Thursday, March 18, 2010

The Feast



It started out several years ago, when the first day of the NCAA basketball tourney coincided with Saint Patrick's Day. Since our whole staff team (of 5) was going to be at my house watching the games anyway, I thought I'd just make some corned beef and cabbage for dinner. When else could we eat such a thing? The next year, I added colcannon, a potato dish, and an apple crisp for dessert. Later on, I decided it would also be fun to try to speak in an Irish brogue for the whole day. Which brings us to this year's St Patty's Day feast at our house.....now for a crowd of 24 (our staff, interns, our kids, and 'significant others'). Menu: Brown bread, Irish cheddar, pickles, corned beef and cabbage with mustard-cream sauce, Irish stew, colcannon, and Irish cream cheesecake for dessert. Here's how my Tuesday (the 16th) and Wednesday (17th) went.....
Tuesday, March 16 - 6 a.m.: set out 48-oz brick of cream cheese to soften, dig giant crab-cooking pot and spring-form pan out of cellar.
6:05 - wash dust and cobwebs off of pot and pan
9 a.m. - prepare first two loaves of Irish brown bread for baking
10:30 - prepare next two loaves for baking, consider eating half of a loaf for lunch but resist
noon - boil 25 potatoes, cook chopped kale and onion for colcannon
12:30 - shove baking dish full of colcannon into fridge (rearranging things to find space)
1p.m. - begin making first of two Irish cream cheesecakes, which require the aforementioned brick of cream cheese, the spring-form pan, and three stages (crust, filling, topping) of mixing and baking.
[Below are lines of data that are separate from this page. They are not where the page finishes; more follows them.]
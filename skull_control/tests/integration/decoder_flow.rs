//! Frames on the universe driving the engine through the decoder.

use skull_common::prelude::*;

use super::support::{Rig, test_axis, test_config};

const CONTROL_MID: [u8; 5] = [128, 0, 255, 255, 200];
const HOME: [u8; 5] = [128, 0, 128, 128, 255];

/// Tick until the published position is `target` and the axis is at rest.
fn arrive(r: &mut Rig, target: i32) -> bool {
    r.run_until(20_000, |s| {
        s.current_position == target && s.target_position == target && !s.is_moving()
    })
}

#[test]
fn control_frame_positions_axis_inside_discovered_limits() {
    let mut r = Rig::standard();
    r.home();
    r.frame(CONTROL_MID);
    assert_eq!(r.decoder_handle().current_mode(), ControlMode::Control);
    assert_eq!(r.decoder_handle().link_state(), LinkState::Up);
    assert!(arrive(&mut r, 2008));
    assert_eq!(r.status().link, LinkState::Up);
    assert_eq!(r.decoder_handle().channel_snapshot(), CONTROL_MID);

    r.frame([255, 0, 255, 255, 200]);
    assert!(arrive(&mut r, 3950));
    r.frame([0, 0, 255, 255, 200]);
    assert!(arrive(&mut r, 50));
}

#[test]
fn home_mode_sends_exactly_one_home() {
    let mut r = Rig::standard();
    let handle = r.decoder_handle();
    let mut homed = false;
    for _ in 0..8000 {
        r.frame(HOME);
        if r.status().homed {
            homed = true;
            break;
        }
    }
    assert!(homed, "homing never completed: {:?}", r.status());
    assert_eq!(handle.current_mode(), ControlMode::Home);

    // Still holding the Home value: nothing more is sent.
    r.hold_frame(HOME, 2000);
    assert_eq!(handle.stats().commands_emitted, 1);
    assert_eq!(r.status().state, SystemState::Ready);
}

#[test]
fn two_home_frames_are_not_enough() {
    let mut r = Rig::standard();
    r.frame(HOME);
    r.frame(HOME);
    r.frame(CONTROL_MID);
    r.run(50);
    assert_ne!(r.status().state, SystemState::Homing);
    assert_eq!(r.decoder_handle().current_mode(), ControlMode::Control);
}

#[test]
fn control_during_homing_waits_until_homing_ends() {
    let mut r = Rig::standard();
    for _ in 0..3 {
        r.frame(HOME);
    }
    r.run(1);
    assert_eq!(r.status().state, SystemState::Homing);

    // Switching to Control mid-run neither cancels nor retargets homing.
    let mut homed = false;
    for _ in 0..8000 {
        r.frame(CONTROL_MID);
        let s = r.status();
        if s.homed {
            homed = true;
            break;
        }
        assert_eq!(s.state, SystemState::Homing);
    }
    assert!(homed);
    assert_eq!(r.status().position_limits, PositionLimits::new(50, 3950));
    assert!(arrive(&mut r, 2008));
    assert_eq!(r.decoder_handle().stats().commands_emitted, 2);
}

#[test]
fn link_loss_freezes_decoder() {
    let mut r = Rig::standard();
    r.home();
    r.frame(CONTROL_MID);
    assert!(arrive(&mut r, 2008));

    // No new frames: the link drops after the 5 s timeout.
    assert!(r.run_until(6000, |s| s.link == LinkState::Down));
    assert_eq!(r.decoder_handle().link_state(), LinkState::Down);

    let accepted = r.bus.queue().accepted();
    r.run(3000);
    assert_eq!(r.bus.queue().accepted(), accepted);
    assert_eq!(r.status().current_position, 2008);

    r.frame([255, 0, 255, 255, 200]);
    assert_eq!(r.status().link, LinkState::Up);
    assert!(arrive(&mut r, 3950));
}

#[test]
fn corrupt_frames_are_ignored() {
    let mut r = Rig::standard();
    r.home();
    r.frame(CONTROL_MID);
    assert!(arrive(&mut r, 2008));

    let before = r.decoder_handle().stats();
    r.frame([255; 5]);
    for _ in 0..3 {
        r.frame([0, 0, 0, 0, 255]);
    }
    r.run(500);

    let stats = r.decoder_handle().stats();
    assert_eq!(stats.frames_corrupt - before.frames_corrupt, 4);
    assert_eq!(stats.frames_total - before.frames_total, 4);
    assert_eq!(r.decoder_handle().channel_snapshot(), CONTROL_MID);
    assert_eq!(r.decoder_handle().current_mode(), ControlMode::Control);
    assert_eq!(r.status().current_position, 2008);
    assert_eq!(r.status().state, SystemState::Ready);
}

#[test]
fn sixteen_bit_position_survives_stuck_low_byte() {
    let mut r = Rig::standard();
    r.decoder_handle().set_16bit_position_mode(true);
    r.home();

    r.frame([0x80, 0x40, 255, 255, 200]);
    assert!(arrive(&mut r, 2004));

    r.frame([0x80, 0x00, 255, 255, 200]);
    r.run(500);
    let s = r.status();
    assert_eq!(s.target_position, 2004);
    assert_eq!(s.current_position, 2004);
}

#[test]
fn stop_mode_brakes_short() {
    let mut r = Rig::standard();
    r.home();
    r.frame([255, 0, 255, 255, 200]);
    r.run(300);
    assert_eq!(r.status().state, SystemState::Moving);

    r.frame([255, 0, 255, 255, 50]);
    assert_eq!(r.decoder_handle().current_mode(), ControlMode::Stop);
    assert!(r.settle());
    let stopped = r.status().current_position;
    assert!(stopped > 2000 && stopped < 3950, "stopped at {stopped}");

    // Stop mode holds: the cached position byte is not acted on.
    r.run(2000);
    assert_eq!(r.status().current_position, stopped);
}

#[test]
fn disabled_decoder_sends_nothing() {
    let mut r = Rig::standard();
    r.home();
    let handle = r.decoder_handle();
    handle.set_enabled(false);
    r.frame(CONTROL_MID);
    r.run(100);
    assert_eq!(handle.stats().commands_emitted, 0);
    assert_eq!(handle.link_state(), LinkState::Down);
    assert_eq!(r.status().current_position, 2000);

    handle.set_enabled(true);
    r.frame(CONTROL_MID);
    assert!(arrive(&mut r, 2008));
}

#[test]
fn base_channel_and_timeout_setters_check_range() {
    let handle = Rig::standard().decoder_handle();
    assert!(!handle.set_base_channel(0));
    assert!(!handle.set_base_channel(509));
    assert!(handle.set_base_channel(508));
    assert_eq!(handle.base_channel(), 508);
    assert!(!handle.set_timeout(99));
    assert!(!handle.set_timeout(60_001));
    assert!(handle.set_timeout(250));
    assert_eq!(handle.timeout_ms(), 250);
}

#[test]
fn stalled_axis_is_resent_its_target() {
    let mut config = test_config();
    config.engine.following_error_limit = 0;
    let mut r = Rig::new(config, test_axis());
    r.home();
    r.sim.set_stalled(true);
    r.frame(CONTROL_MID);
    assert!(r.run_until(5000, |s| s.target_position == 2008 && !s.is_moving()));

    // The motor never left 2000, so each decoder tick asks again.
    let handle = r.decoder_handle();
    let before = handle.stats().commands_emitted;
    r.hold_frame(CONTROL_MID, 200);
    assert_eq!(r.status().current_position, 2000);
    assert!(handle.stats().commands_emitted >= before + 20);

    r.sim.set_stalled(false);
    assert!(arrive(&mut r, 2008));
    r.run(10);
    let settled = handle.stats().commands_emitted;
    r.hold_frame(CONTROL_MID, 500);
    assert_eq!(handle.stats().commands_emitted, settled);
}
Quickly realize why I haven't made this cheesecake in 14 years (Christmas of '96!). Consider putting some Bailey's Irish Cream in my iced coffee, but chicken out, since I have to pick up 5 kids from school in two hours. Also, I don't really drink Bailey's Irish Cream...
10 p.m. - get last cheesecake out of oven, cool, cover, cram into over-crowded fridge
Wednesday, March 17 - 5:30 a.m.: get bag of produce out of cellar where it was being stored since there was no more room in fridge; secretly rejoice that there are no signs of mice getting into it
6 a.m.- chop 3 onions; cook with 3 lb beef for Irish Guiness stew; begin stew in crock pot
9-11 a.m. - clean house, shower, find green T-shirt and earrings, listen to Chieftans station on Pandora
11 a.m. - chop turnips, carrots, parsnips; add to stew
1 p.m. - start simmering 3 corned beef roasts in giant crab pot on stove
4 p.m. - add cabbage to corned beef, put colcannon in oven, get drinks ready in big tub, get dishes and silverware out (including awesome festive napkins I bought last year after St Pat's Day)
5 p.m. - enjoy the party, the music by the Chieftans, watching Kevin and Jenn's red-haired daughter Abby run around my yard chasing chickens, and trying to master an Irish brogue. Give large helpings of cheesecake to the people who drove my kids home from their youth groups so we didn't have to leave the party
9 p.m. - 10:30 - do most of the clean up (Jamey helped. A LOT), take out several bags of garbage, start dishwasher, store leftovers, eat one last piece of cheesecake, consider making cheesecake more often
Thursday at 4 p.m. - put away last of the dishes, clean sink with bleach because Irish food seems greasy, enjoy a delicious piece of cheesecake with kids, collapse on couch to watch some basketball games, start thinking about next year's feast!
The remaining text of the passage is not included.